◆ REQUIRED ACTION ◆
Retype the material, please. Every line must match.

::::

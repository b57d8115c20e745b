use std::collections::HashMap;
use std::time::Duration;

use serde::{Serialize, Deserialize};
use serde_json::Value;

use crate::orchestrator::selector::SelectionStrategy;
use crate::orchestrator::tasks::TaskKind;

/// Static configuration for one provider in the candidate pool.
///
/// Immutable during a request; replaceable through
/// `Orchestrator::update_config`.
#[derive(Debug, Clone)]
pub struct ProviderSettings {
    pub id: String,
    pub model: String,
    /// Relative preference for the weighted strategy, 0.0 to 1.0.
    pub weight: f64,
    /// Price per 1K tokens in USD, for the cost-optimized strategy.
    pub price_per_1k_tokens: f64,
    pub enabled: bool,
    pub max_requests_per_minute: Option<u64>,
    pub max_cost_per_hour: Option<f64>,
}

/// User-facing request for plain text generation.
#[derive(Debug, Serialize, Deserialize, Clone, Default)]
pub struct GenerationRequest {
    pub prompt: String,
    pub task: Option<TaskKind>,
    pub model: Option<String>,
    pub max_tokens: Option<u32>,
    pub temperature: Option<f32>,
    /// Overall deadline for the whole fallback chain.
    pub deadline: Option<Duration>,
}

impl GenerationRequest {
    pub fn new(prompt: impl Into<String>) -> Self {
        GenerationRequest {
            prompt: prompt.into(),
            ..Default::default()
        }
    }

    /// Sets the target task for this request.
    pub fn task(mut self, task: TaskKind) -> Self {
        self.task = Some(task);
        self
    }

    pub fn model(mut self, model: impl Into<String>) -> Self {
        self.model = Some(model.into());
        self
    }

    pub fn max_tokens(mut self, tokens: u32) -> Self {
        self.max_tokens = Some(tokens);
        self
    }

    pub fn temperature(mut self, temperature: f32) -> Self {
        self.temperature = Some(temperature);
        self
    }

    pub fn deadline(mut self, deadline: Duration) -> Self {
        self.deadline = Some(deadline);
        self
    }
}

/// Request for briefing content generation: a task type, an input
/// payload, and output constraints.
#[derive(Debug, Serialize, Deserialize, Clone)]
pub struct ContentRequest {
    pub task: TaskKind,
    pub prompt: String,
    /// Free-form input payload, folded into the prompt as context.
    pub inputs: HashMap<String, Value>,
    pub max_tokens: Option<u32>,
    pub temperature: Option<f32>,
    pub deadline: Option<Duration>,
}

impl ContentRequest {
    pub fn new(task: TaskKind, prompt: impl Into<String>) -> Self {
        Self {
            task,
            prompt: prompt.into(),
            inputs: HashMap::new(),
            max_tokens: None,
            temperature: None,
            deadline: None,
        }
    }

    pub fn input(mut self, key: impl Into<String>, value: impl Into<Value>) -> Self {
        self.inputs.insert(key.into(), value.into());
        self
    }

    pub fn max_tokens(mut self, tokens: u32) -> Self {
        self.max_tokens = Some(tokens);
        self
    }

    pub fn temperature(mut self, temperature: f32) -> Self {
        self.temperature = Some(temperature);
        self
    }

    pub fn deadline(mut self, deadline: Duration) -> Self {
        self.deadline = Some(deadline);
        self
    }
}

/// Heuristic quality estimate of generated content. Length and shape
/// based, not a semantic judgement.
#[derive(Debug, Serialize, Deserialize, Clone, Copy)]
pub struct QualityScores {
    pub completeness: f64,
    pub structure: f64,
}

/// Result of a content generation call, created per call and not
/// persisted by the core.
#[derive(Debug, Serialize, Deserialize, Clone)]
pub struct ContentResult {
    pub content: String,
    pub provider: String,
    pub model: String,
    pub tokens: u64,
    pub cost: f64,
    pub generation_time: Duration,
    /// Success-history-derived confidence in the serving provider.
    pub confidence: f64,
    pub quality: QualityScores,
}

/// Partial reconfiguration applied atomically by
/// `Orchestrator::update_config`. Unset fields keep their current value.
#[derive(Debug, Clone, Default)]
pub struct ConfigUpdate {
    pub strategy: Option<SelectionStrategy>,
    /// When true, clears the strategy back to declared order.
    /// Takes precedence over `strategy`.
    pub use_declared_order: bool,
    pub attempt_timeout: Option<Duration>,
    pub providers: Vec<ProviderUpdate>,
    pub budgets: Vec<(String, f64)>,
    pub route_tasks: Vec<(TaskKind, String)>,
}

#[derive(Debug, Clone)]
pub struct ProviderUpdate {
    pub id: String,
    pub enabled: Option<bool>,
    pub weight: Option<f64>,
}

::::

◆ ANSWER TO THE EXERCISE ◆
repository b57d8115c20e745b
use std::collections::HashMap;
use std::time::Duration;

use serde::{Serialize, Deserialize};
use serde_json::Value;

use crate::orchestrator::selector::SelectionStrategy;
use crate::orchestrator::tasks::TaskKind;

/// Static configuration for one provider in the candidate pool.
///
/// Immutable during a request; replaceable through
/// `Orchestrator::update_config`.
#[derive(Debug, Clone)]
pub struct ProviderSettings {
    pub id: String,
    pub model: String,
    /// Relative preference for the weighted strategy, 0.0 to 1.0.
    pub weight: f64,
    /// Price per 1K tokens in USD, for the cost-optimized strategy.
    pub price_per_1k_tokens: f64,
    pub enabled: bool,
    pub max_requests_per_minute: Option<u64>,
    pub max_cost_per_hour: Option<f64>,
}

/// User-facing request for plain text generation.
#[derive(Debug, Serialize, Deserialize, Clone, Default)]
pub struct GenerationRequest {
    pub prompt: String,
    pub task: Option<TaskKind>,
    pub model: Option<String>,
    pub max_tokens: Option<u32>,
    pub temperature: Option<f32>,
    /// Overall deadline for the whole fallback chain.
    pub deadline: Option<Duration>,
}

impl GenerationRequest {
    pub fn new(prompt: impl Into<String>) -> Self {
        GenerationRequest {
            prompt: prompt.into(),
            ..Default::default()
        }
    }

    /// Sets the target task for this request.
    pub fn task(mut self, task: TaskKind) -> Self {
        self.task = Some(task);
        self
    }

    pub fn model(mut self, model: impl Into<String>) -> Self {
        self.model = Some(model.into());
        self
    }

    pub fn max_tokens(mut self, tokens: u32) -> Self {
        self.max_tokens = Some(tokens);
        self
    }

    pub fn temperature(mut self, temperature: f32) -> Self {
        self.temperature = Some(temperature);
        self
    }

    pub fn deadline(mut self, deadline: Duration) -> Self {
        self.deadline = Some(deadline);
        self
    }
}

/// Request for briefing content generation: a task type, an input
/// payload, and output constraints.
#[derive(Debug, Serialize, Deserialize, Clone)]
pub struct ContentRequest {
    pub task: TaskKind,
    pub prompt: String,
    /// Free-form input payload, folded into the prompt as context.
    pub inputs: HashMap<String, Value>,
    pub max_tokens: Option<u32>,
    pub temperature: Option<f32>,
    pub deadline: Option<Duration>,
}

impl ContentRequest {
    pub fn new(task: TaskKind, prompt: impl Into<String>) -> Self {
        Self {
            task,
            prompt: prompt.into(),
            inputs: HashMap::new(),
            max_tokens: None,
            temperature: None,
            deadline: None,
        }
    }

    pub fn input(mut self, key: impl Into<String>, value: impl Into<Value>) -> Self {
        self.inputs.insert(key.into(), value.into());
        self
    }

    pub fn max_tokens(mut self, tokens: u32) -> Self {
        self.max_tokens = Some(tokens);
        self
    }

    pub fn temperature(mut self, temperature: f32) -> Self {
        self.temperature = Some(temperature);
        self
    }

    pub fn deadline(mut self, deadline: Duration) -> Self {
        self.deadline = Some(deadline);
        self
    }
}

/// Heuristic quality estimate of generated content. Length and shape
/// based, not a semantic judgement.
#[derive(Debug, Serialize, Deserialize, Clone, Copy)]
pub struct QualityScores {
    pub completeness: f64,
    pub structure: f64,
}

/// Result of a content generation call, created per call and not
/// persisted by the core.
#[derive(Debug, Serialize, Deserialize, Clone)]
pub struct ContentResult {
    pub content: String,
    pub provider: String,
    pub model: String,
    pub tokens: u64,
    pub cost: f64,
    pub generation_time: Duration,
    /// Success-history-derived confidence in the serving provider.
    pub confidence: f64,
    pub quality: QualityScores,
}

/// Partial reconfiguration applied atomically by
/// `Orchestrator::update_config`. Unset fields keep their current value.
#[derive(Debug, Clone, Default)]
pub struct ConfigUpdate {
    pub strategy: Option<SelectionStrategy>,
    /// When true, clears the strategy back to declared order.
    /// Takes precedence over `strategy`.
    pub use_declared_order: bool,
    pub attempt_timeout: Option<Duration>,
    pub providers: Vec<ProviderUpdate>,
    pub budgets: Vec<(String, f64)>,
    pub route_tasks: Vec<(TaskKind, String)>,
}

#[derive(Debug, Clone)]
pub struct ProviderUpdate {
    pub id: String,
    pub enabled: Option<bool>,
    pub weight: Option<f64>,
}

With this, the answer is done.